BRASILIA (Reuters) – Brazil’s new Finance Minister Fernando Haddad said on Monday he would propose a new fiscal anchor in the first half of this year as the administration of leftist President Luiz Inacio Lula da Silva works to “restore” public accounts.

A former mayor of Sao Paulo, Haddad took office with the challenge of presenting a credible fiscal framework after Congress passed a package increasing Brazil’s spending cap to ramp up social expenditures and meet Lula’s campaign promises.

In his first speech in office, Haddad said the government would not accept the “absurd” 220-billion-real ($41.19 billion) primary deficit forecast in this year’s budget, indicating it will work to reduce it.

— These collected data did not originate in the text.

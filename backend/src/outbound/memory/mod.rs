//! In-memory entity store.
//!
//! Implements every store port over a single set of tables guarded by one
//! `RwLock`, so each operation (including reference checks and cascading
//! deletes) is atomic. Used when no database is configured and as an
//! isolated fixture store in tests.
//!
//! Identities come from per-table counters that only ever increase, so an
//! identity is never handed out twice within one store.

use std::collections::BTreeMap;
use std::sync::Arc;

use async_trait::async_trait;
use tokio::sync::RwLock;

use crate::domain::ports::{
    FavoritePersonRepository, FavoritePlanetRepository, PersonRepository, PlanetRepository,
    StoreError, UserRepository,
};
use crate::domain::{
    EntityKind, FavoritePerson, FavoritePersonId, FavoritePlanet, FavoritePlanetId, NewPerson,
    NewPlanet, NewUser, Person, PersonId, PersonPatch, Planet, PlanetId, PlanetPatch, User,
    UserId, UserPatch,
};

#[derive(Debug, Default)]
struct Sequence(i32);

impl Sequence {
    fn next(&mut self) -> Result<i32, StoreError> {
        let next = self
            .0
            .checked_add(1)
            .ok_or_else(|| StoreError::query("identity sequence exhausted"))?;
        self.0 = next;
        Ok(next)
    }
}

#[derive(Debug)]
struct Table<T> {
    rows: BTreeMap<i32, T>,
    sequence: Sequence,
}

impl<T> Default for Table<T> {
    fn default() -> Self {
        Self {
            rows: BTreeMap::new(),
            sequence: Sequence::default(),
        }
    }
}

impl<T> Table<T> {
    fn get(&self, kind: EntityKind, id: i32) -> Result<&T, StoreError> {
        self.rows
            .get(&id)
            .ok_or_else(|| StoreError::not_found(kind, id))
    }

    fn get_mut(&mut self, kind: EntityKind, id: i32) -> Result<&mut T, StoreError> {
        self.rows
            .get_mut(&id)
            .ok_or_else(|| StoreError::not_found(kind, id))
    }

    fn remove(&mut self, kind: EntityKind, id: i32) -> Result<T, StoreError> {
        self.rows
            .remove(&id)
            .ok_or_else(|| StoreError::not_found(kind, id))
    }

    fn values(&self) -> impl Iterator<Item = &T> {
        self.rows.values()
    }
}

impl<T: Clone> Table<T> {
    fn insert_with(&mut self, build: impl FnOnce(i32) -> T) -> Result<T, StoreError> {
        let id = self.sequence.next()?;
        let row = build(id);
        self.rows.insert(id, row.clone());
        Ok(row)
    }
}

#[derive(Debug, Default)]
struct Tables {
    users: Table<User>,
    planets: Table<Planet>,
    people: Table<Person>,
    favorite_planets: Table<FavoritePlanet>,
    favorite_people: Table<FavoritePerson>,
}

impl Tables {
    fn ensure_unique_email(&self, email: &str, except: Option<UserId>) -> Result<(), StoreError> {
        let taken = self
            .users
            .values()
            .any(|user| user.email == email && Some(user.id) != except);
        if taken {
            return Err(StoreError::unique_violation(format!(
                "a user with email {email} already exists"
            )));
        }
        Ok(())
    }

    fn ensure_unique_planet_name(
        &self,
        name: &str,
        except: Option<PlanetId>,
    ) -> Result<(), StoreError> {
        let taken = self
            .planets
            .values()
            .any(|planet| planet.name == name && Some(planet.id) != except);
        if taken {
            return Err(StoreError::unique_violation(format!(
                "a planet named {name} already exists"
            )));
        }
        Ok(())
    }

    fn ensure_reference(&self, kind: EntityKind, id: i32) -> Result<(), StoreError> {
        let exists = match kind {
            EntityKind::User => self.users.rows.contains_key(&id),
            EntityKind::Planet => self.planets.rows.contains_key(&id),
            EntityKind::Person => self.people.rows.contains_key(&id),
            EntityKind::FavoritePlanet => self.favorite_planets.rows.contains_key(&id),
            EntityKind::FavoritePerson => self.favorite_people.rows.contains_key(&id),
        };
        if exists {
            Ok(())
        } else {
            Err(StoreError::foreign_key_violation(format!(
                "{kind} {id} does not exist"
            )))
        }
    }
}

/// Shared in-memory store. Clones share the same tables.
#[derive(Debug, Clone, Default)]
pub struct InMemoryStore {
    tables: Arc<RwLock<Tables>>,
}

impl InMemoryStore {
    /// Create an empty store.
    pub fn new() -> Self {
        Self::default()
    }
}

#[async_trait]
impl UserRepository for InMemoryStore {
    async fn list(&self) -> Result<Vec<User>, StoreError> {
        Ok(self.tables.read().await.users.values().cloned().collect())
    }

    async fn get(&self, id: UserId) -> Result<User, StoreError> {
        let tables = self.tables.read().await;
        tables.users.get(EntityKind::User, id.get()).cloned()
    }

    async fn create(&self, user: NewUser) -> Result<User, StoreError> {
        let mut tables = self.tables.write().await;
        tables.ensure_unique_email(&user.email, None)?;
        tables
            .users
            .insert_with(|id| user.into_user(UserId::new(id)))
    }

    async fn update(&self, id: UserId, patch: UserPatch) -> Result<User, StoreError> {
        let mut tables = self.tables.write().await;
        tables.users.get(EntityKind::User, id.get())?;
        if let Some(email) = patch.email.as_deref() {
            tables.ensure_unique_email(email, Some(id))?;
        }
        let user = tables.users.get_mut(EntityKind::User, id.get())?;
        patch.apply(user);
        Ok(user.clone())
    }

    async fn delete(&self, id: UserId) -> Result<(), StoreError> {
        let mut tables = self.tables.write().await;
        tables.users.remove(EntityKind::User, id.get())?;
        tables
            .favorite_planets
            .rows
            .retain(|_, link| link.user_id != id);
        tables
            .favorite_people
            .rows
            .retain(|_, link| link.user_id != id);
        Ok(())
    }
}

#[async_trait]
impl PlanetRepository for InMemoryStore {
    async fn list(&self) -> Result<Vec<Planet>, StoreError> {
        Ok(self.tables.read().await.planets.values().cloned().collect())
    }

    async fn get(&self, id: PlanetId) -> Result<Planet, StoreError> {
        let tables = self.tables.read().await;
        tables.planets.get(EntityKind::Planet, id.get()).cloned()
    }

    async fn create(&self, planet: NewPlanet) -> Result<Planet, StoreError> {
        let mut tables = self.tables.write().await;
        tables.ensure_unique_planet_name(&planet.name, None)?;
        tables
            .planets
            .insert_with(|id| planet.into_planet(PlanetId::new(id)))
    }

    async fn update(&self, id: PlanetId, patch: PlanetPatch) -> Result<Planet, StoreError> {
        let mut tables = self.tables.write().await;
        tables.planets.get(EntityKind::Planet, id.get())?;
        if let Some(name) = patch.name.as_deref() {
            tables.ensure_unique_planet_name(name, Some(id))?;
        }
        let planet = tables.planets.get_mut(EntityKind::Planet, id.get())?;
        patch.apply(planet);
        Ok(planet.clone())
    }

    async fn delete(&self, id: PlanetId) -> Result<(), StoreError> {
        let mut tables = self.tables.write().await;
        tables.planets.remove(EntityKind::Planet, id.get())?;
        tables
            .favorite_planets
            .rows
            .retain(|_, link| link.planet_id != id);
        Ok(())
    }
}

#[async_trait]
impl PersonRepository for InMemoryStore {
    async fn list(&self) -> Result<Vec<Person>, StoreError> {
        Ok(self.tables.read().await.people.values().cloned().collect())
    }

    async fn get(&self, id: PersonId) -> Result<Person, StoreError> {
        let tables = self.tables.read().await;
        tables.people.get(EntityKind::Person, id.get()).cloned()
    }

    async fn create(&self, person: NewPerson) -> Result<Person, StoreError> {
        let mut tables = self.tables.write().await;
        tables
            .people
            .insert_with(|id| person.into_person(PersonId::new(id)))
    }

    async fn update(&self, id: PersonId, patch: PersonPatch) -> Result<Person, StoreError> {
        let mut tables = self.tables.write().await;
        let person = tables.people.get_mut(EntityKind::Person, id.get())?;
        patch.apply(person);
        Ok(person.clone())
    }

    async fn delete(&self, id: PersonId) -> Result<(), StoreError> {
        let mut tables = self.tables.write().await;
        tables.people.remove(EntityKind::Person, id.get())?;
        tables
            .favorite_people
            .rows
            .retain(|_, link| link.people_id != id);
        Ok(())
    }
}

#[async_trait]
impl FavoritePlanetRepository for InMemoryStore {
    async fn create(
        &self,
        user_id: UserId,
        planet_id: PlanetId,
    ) -> Result<FavoritePlanet, StoreError> {
        let mut tables = self.tables.write().await;
        tables.ensure_reference(EntityKind::User, user_id.get())?;
        tables.ensure_reference(EntityKind::Planet, planet_id.get())?;
        tables.favorite_planets.insert_with(|id| FavoritePlanet {
            id: FavoritePlanetId::new(id),
            planet_id,
            user_id,
        })
    }

    async fn delete(&self, id: FavoritePlanetId) -> Result<(), StoreError> {
        let mut tables = self.tables.write().await;
        tables
            .favorite_planets
            .remove(EntityKind::FavoritePlanet, id.get())
            .map(drop)
    }

    async fn list_by_user(&self, user_id: UserId) -> Result<Vec<FavoritePlanet>, StoreError> {
        let tables = self.tables.read().await;
        Ok(tables
            .favorite_planets
            .values()
            .filter(|link| link.user_id == user_id)
            .copied()
            .collect())
    }
}

#[async_trait]
impl FavoritePersonRepository for InMemoryStore {
    async fn create(
        &self,
        user_id: UserId,
        people_id: PersonId,
    ) -> Result<FavoritePerson, StoreError> {
        let mut tables = self.tables.write().await;
        tables.ensure_reference(EntityKind::User, user_id.get())?;
        tables.ensure_reference(EntityKind::Person, people_id.get())?;
        tables.favorite_people.insert_with(|id| FavoritePerson {
            id: FavoritePersonId::new(id),
            people_id,
            user_id,
        })
    }

    async fn delete(&self, id: FavoritePersonId) -> Result<(), StoreError> {
        let mut tables = self.tables.write().await;
        tables
            .favorite_people
            .remove(EntityKind::FavoritePerson, id.get())
            .map(drop)
    }

    async fn list_by_user(&self, user_id: UserId) -> Result<Vec<FavoritePerson>, StoreError> {
        let tables = self.tables.read().await;
        Ok(tables
            .favorite_people
            .values()
            .filter(|link| link.user_id == user_id)
            .copied()
            .collect())
    }
}
//! PostgreSQL persistence adapters using Diesel ORM.
//!
//! Concrete implementations of the store ports backed by PostgreSQL via
//! `diesel-async` and a `bb8` pool.
//!
//! - Repositories only translate between Diesel rows and domain records.
//! - Row structs (`models.rs`) and table definitions (`schema.rs`) stay
//!   private to this module.
//! - Cascading deletes and reference checks are enforced by the schema in
//!   `backend/migrations/`.
//!
//! ```ignore
//! use holocron::outbound::persistence::{DbPool, PoolConfig, DieselPlanetRepository};
//!
//! let pool = DbPool::new(PoolConfig::new("postgres://localhost/holocron")).await?;
//! let planets = DieselPlanetRepository::new(pool);
//! ```

mod diesel_error_mapping;
mod diesel_favorite_repository;
mod diesel_person_repository;
mod diesel_planet_repository;
mod diesel_user_repository;
mod migrations;
mod models;
mod pool;
mod schema;

pub use diesel_favorite_repository::{
    DieselFavoritePersonRepository, DieselFavoritePlanetRepository,
};
pub use diesel_person_repository::DieselPersonRepository;
pub use diesel_planet_repository::DieselPlanetRepository;
pub use diesel_user_repository::DieselUserRepository;
pub use migrations::run_pending_migrations;
pub use pool::{DbPool, PoolConfig, PoolError};
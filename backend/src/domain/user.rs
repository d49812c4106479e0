//! User records.

use serde::Serialize;

use super::{PasswordHash, UserId};

/// A registered user.
///
/// Serialises as `{ "id", "name", "email", "is_active" }`; the password hash
/// is never part of the wire shape.
#[derive(Debug, Clone, PartialEq, Eq, Serialize)]
pub struct User {
    pub id: UserId,
    pub name: String,
    pub email: String,
    #[serde(skip_serializing)]
    pub password: PasswordHash,
    pub is_active: bool,
}

/// Field values for a user that has not been stored yet.
#[derive(Debug, Clone, PartialEq, Eq)]
pub struct NewUser {
    pub name: String,
    pub email: String,
    pub password: PasswordHash,
    pub is_active: bool,
}

impl NewUser {
    /// Attach the store-assigned identity.
    pub fn into_user(self, id: UserId) -> User {
        let Self {
            name,
            email,
            password,
            is_active,
        } = self;
        User {
            id,
            name,
            email,
            password,
            is_active,
        }
    }
}

/// Partial update for a user; `None` leaves the column untouched.
#[derive(Debug, Clone, Default, PartialEq, Eq)]
pub struct UserPatch {
    pub name: Option<String>,
    pub email: Option<String>,
    pub password: Option<PasswordHash>,
    pub is_active: Option<bool>,
}

impl UserPatch {
    /// True when the patch would not change anything.
    pub fn is_empty(&self) -> bool {
        self.name.is_none()
            && self.email.is_none()
            && self.password.is_none()
            && self.is_active.is_none()
    }

    /// Overwrite the fields present in the patch.
    pub fn apply(self, user: &mut User) {
        if let Some(name) = self.name {
            user.name = name;
        }
        if let Some(email) = self.email {
            user.email = email;
        }
        if let Some(password) = self.password {
            user.password = password;
        }
        if let Some(is_active) = self.is_active {
            user.is_active = is_active;
        }
    }
}

#[cfg(test)]
mod tests {
    use super::*;
    use rstest::{fixture, rstest};
    use serde_json::json;

    #[fixture]
    fn luke() -> User {
        NewUser {
            name: "Luke".to_owned(),
            email: "luke@tatooine.example".to_owned(),
            password: PasswordHash::from_phc("$argon2id$fixture"),
            is_active: true,
        }
        .into_user(UserId::new(1))
    }

    #[rstest]
    fn serialisation_omits_password(luke: User) {
        let value = serde_json::to_value(&luke).expect("serialise user");

        assert_eq!(
            value,
            json!({
                "id": 1,
                "name": "Luke",
                "email": "luke@tatooine.example",
                "is_active": true,
            })
        );
    }

    #[rstest]
    fn patch_only_touches_present_fields(mut luke: User) {
        let patch = UserPatch {
            is_active: Some(false),
            ..UserPatch::default()
        };
        assert!(!patch.is_empty());

        patch.apply(&mut luke);

        assert!(!luke.is_active);
        assert_eq!(luke.name, "Luke");
        assert_eq!(luke.email, "luke@tatooine.example");
    }

    #[rstest]
    fn empty_patch_is_a_no_op(luke: User) {
        let mut updated = luke.clone();
        let patch = UserPatch::default();
        assert!(patch.is_empty());

        patch.apply(&mut updated);

        assert_eq!(updated, luke);
    }
}
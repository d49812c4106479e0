//! User API handlers.
//!
//! ```text
//! GET    /user
//! GET    /user/{id}
//! POST   /user        {"name":"Luke","email":"luke@rebellion.example","password":"x"}
//! PUT    /user/{id}   {"is_active":false}
//! DELETE /user/{id}
//! ```
//!
//! Passwords are hashed on the blocking pool before they reach the store and
//! are never serialised back.

use actix_web::{delete, get, post, put, web};
use serde::Deserialize;
use tracing::info;

use crate::domain::{
    EntityKind, Error, NewUser, PasswordError, PasswordHash, User, UserId, UserPatch,
};
use crate::inbound::http::ApiResult;
use crate::inbound::http::envelope::Envelope;
use crate::inbound::http::schemas::{EnvelopeSchema, ErrorSchema, UserSchema};
use crate::inbound::http::state::HttpState;
use crate::inbound::http::validation::{FieldLimit, FieldName, parse_limited_body};

const NAME: FieldName = FieldName::new("name");
const EMAIL: FieldName = FieldName::new("email");
const PASSWORD: FieldName = FieldName::new("password");

const LIMITS: [FieldLimit; 2] = [FieldLimit::new(NAME, 50), FieldLimit::new(EMAIL, 120)];

/// Request body for `POST /user`.
#[derive(Debug, Deserialize, utoipa::ToSchema)]
pub struct CreateUserRequest {
    #[schema(example = "Luke Skywalker", max_length = 50)]
    pub name: String,
    #[schema(example = "luke@rebellion.example", max_length = 120)]
    pub email: String,
    #[schema(example = "use-the-force")]
    pub password: String,
    /// Defaults to `true`.
    #[serde(default)]
    pub is_active: Option<bool>,
}

/// Request body for `PUT /user/{id}`. Absent fields are left unchanged.
#[derive(Debug, Default, Deserialize, utoipa::ToSchema)]
pub struct UpdateUserRequest {
    #[serde(default)]
    #[schema(max_length = 50)]
    pub name: Option<String>,
    #[serde(default)]
    #[schema(max_length = 120)]
    pub email: Option<String>,
    #[serde(default)]
    pub password: Option<String>,
    #[serde(default)]
    pub is_active: Option<bool>,
}

fn map_password_error(err: PasswordError) -> Error {
    match err {
        PasswordError::Empty => Error::invalid_request("password must not be empty")
            .with_details(serde_json::json!({ "field": "password", "code": "empty_password" })),
        PasswordError::Hashing { message } => {
            Error::internal(format!("password hashing failed: {message}"))
        }
    }
}

async fn hash_password(plaintext: String) -> Result<PasswordHash, Error> {
    web::block(move || PasswordHash::from_plaintext(&plaintext))
        .await
        .map_err(|err| Error::internal(format!("password hashing task failed: {err}")))?
        .map_err(map_password_error)
}

/// List every user.
#[utoipa::path(
    get,
    path = "/user",
    responses(
        (status = 200, description = "All users", body = EnvelopeSchema<Vec<UserSchema>>),
        (status = 503, description = "Store unavailable", body = ErrorSchema)
    ),
    tags = ["users"],
    operation_id = "listUsers"
)]
#[get("/user")]
pub async fn list_users(state: web::Data<HttpState>) -> ApiResult<web::Json<Envelope<Vec<User>>>> {
    let users = state.users.list().await?;
    Ok(web::Json(Envelope::ok(users)))
}

/// Fetch one user.
#[utoipa::path(
    get,
    path = "/user/{id}",
    params(("id" = i32, Path, description = "User identity")),
    responses(
        (status = 200, description = "The user", body = EnvelopeSchema<UserSchema>),
        (status = 404, description = "Unknown user", body = ErrorSchema)
    ),
    tags = ["users"],
    operation_id = "getUser"
)]
#[get("/user/{id}")]
pub async fn get_user(
    state: web::Data<HttpState>,
    path: web::Path<i32>,
) -> ApiResult<web::Json<Envelope<User>>> {
    let user = state.users.get(UserId::new(path.into_inner())).await?;
    Ok(web::Json(Envelope::ok(user)))
}

/// Register a user.
#[utoipa::path(
    post,
    path = "/user",
    request_body = CreateUserRequest,
    responses(
        (status = 200, description = "Created user", body = EnvelopeSchema<UserSchema>),
        (status = 400, description = "Missing body or field", body = ErrorSchema),
        (status = 409, description = "Email already registered", body = ErrorSchema)
    ),
    tags = ["users"],
    operation_id = "createUser"
)]
#[post("/user")]
pub async fn create_user(
    state: web::Data<HttpState>,
    body: web::Bytes,
) -> ApiResult<web::Json<Envelope<User>>> {
    let request: CreateUserRequest =
        parse_limited_body(&body, EntityKind::User, &[NAME, EMAIL, PASSWORD], &LIMITS)?;
    let password = hash_password(request.password).await?;

    let user = state
        .users
        .create(NewUser {
            name: request.name,
            email: request.email,
            password,
            is_active: request.is_active.unwrap_or(true),
        })
        .await?;
    info!(user_id = %user.id, "user created");
    Ok(web::Json(Envelope::ok(user)))
}

/// Update the fields present in the body.
#[utoipa::path(
    put,
    path = "/user/{id}",
    params(("id" = i32, Path, description = "User identity")),
    request_body = UpdateUserRequest,
    responses(
        (status = 200, description = "Updated user", body = EnvelopeSchema<UserSchema>),
        (status = 400, description = "Missing body", body = ErrorSchema),
        (status = 404, description = "Unknown user", body = ErrorSchema),
        (status = 409, description = "Email already registered", body = ErrorSchema)
    ),
    tags = ["users"],
    operation_id = "updateUser"
)]
#[put("/user/{id}")]
pub async fn update_user(
    state: web::Data<HttpState>,
    path: web::Path<i32>,
    body: web::Bytes,
) -> ApiResult<web::Json<Envelope<User>>> {
    let id = UserId::new(path.into_inner());
    let request: UpdateUserRequest = parse_limited_body(&body, EntityKind::User, &[], &LIMITS)?;
    let password = match request.password {
        Some(plaintext) => Some(hash_password(plaintext).await?),
        None => None,
    };

    let user = state
        .users
        .update(
            id,
            UserPatch {
                name: request.name,
                email: request.email,
                password,
                is_active: request.is_active,
            },
        )
        .await?;
    info!(user_id = %id, "user updated");
    Ok(web::Json(Envelope::ok(user)))
}

/// Delete a user and their favourites.
#[utoipa::path(
    delete,
    path = "/user/{id}",
    params(("id" = i32, Path, description = "User identity")),
    responses(
        (status = 200, description = "Deleted"),
        (status = 404, description = "Unknown user", body = ErrorSchema)
    ),
    tags = ["users"],
    operation_id = "deleteUser"
)]
#[delete("/user/{id}")]
pub async fn delete_user(
    state: web::Data<HttpState>,
    path: web::Path<i32>,
) -> ApiResult<web::Json<Envelope<()>>> {
    let id = UserId::new(path.into_inner());
    state.users.delete(id).await?;
    info!(user_id = %id, "user deleted");
    Ok(web::Json(Envelope::done()))
}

He added he would work with “full emphasis” on the recovery of public accounts while fighting inflation, promising to send to Congress the proposal for a new fiscal anchor in the first half of the year seeking to ensure public debt sustainability.

Haddad did not mention Lula’s decision the day before to extend a costly tax exemption on fuels.

Prior to taking office, Haddad had stated that the measure – which has an annual impact of 52.9 billion reais – would not be extended.

Fiscal uncertainties in Brazil, Latin America’s largest economy, have delayed market bets regarding the beginning of monetary easing, which would help to ignite domestic activity in a scenario of global slowdown.

A lawyer with a master’s degree in economics and a doctorate in philosophy, Haddad has been viewed with distrust by the market for fear of uncontrolled spending in a country that already holds high debt from its emerging peers.

He sought to dispel these concerns on Monday, saying the harmonization of fiscal and monetary policy would happen “for sure” and that fiscal and monetary authorities would need to reach an understanding seeking balance.

“We are not here for adventures,” he said.

According to Haddad, the government will seek to democratize access to credit and establish a more transparent, “fairer and simpler” tax system.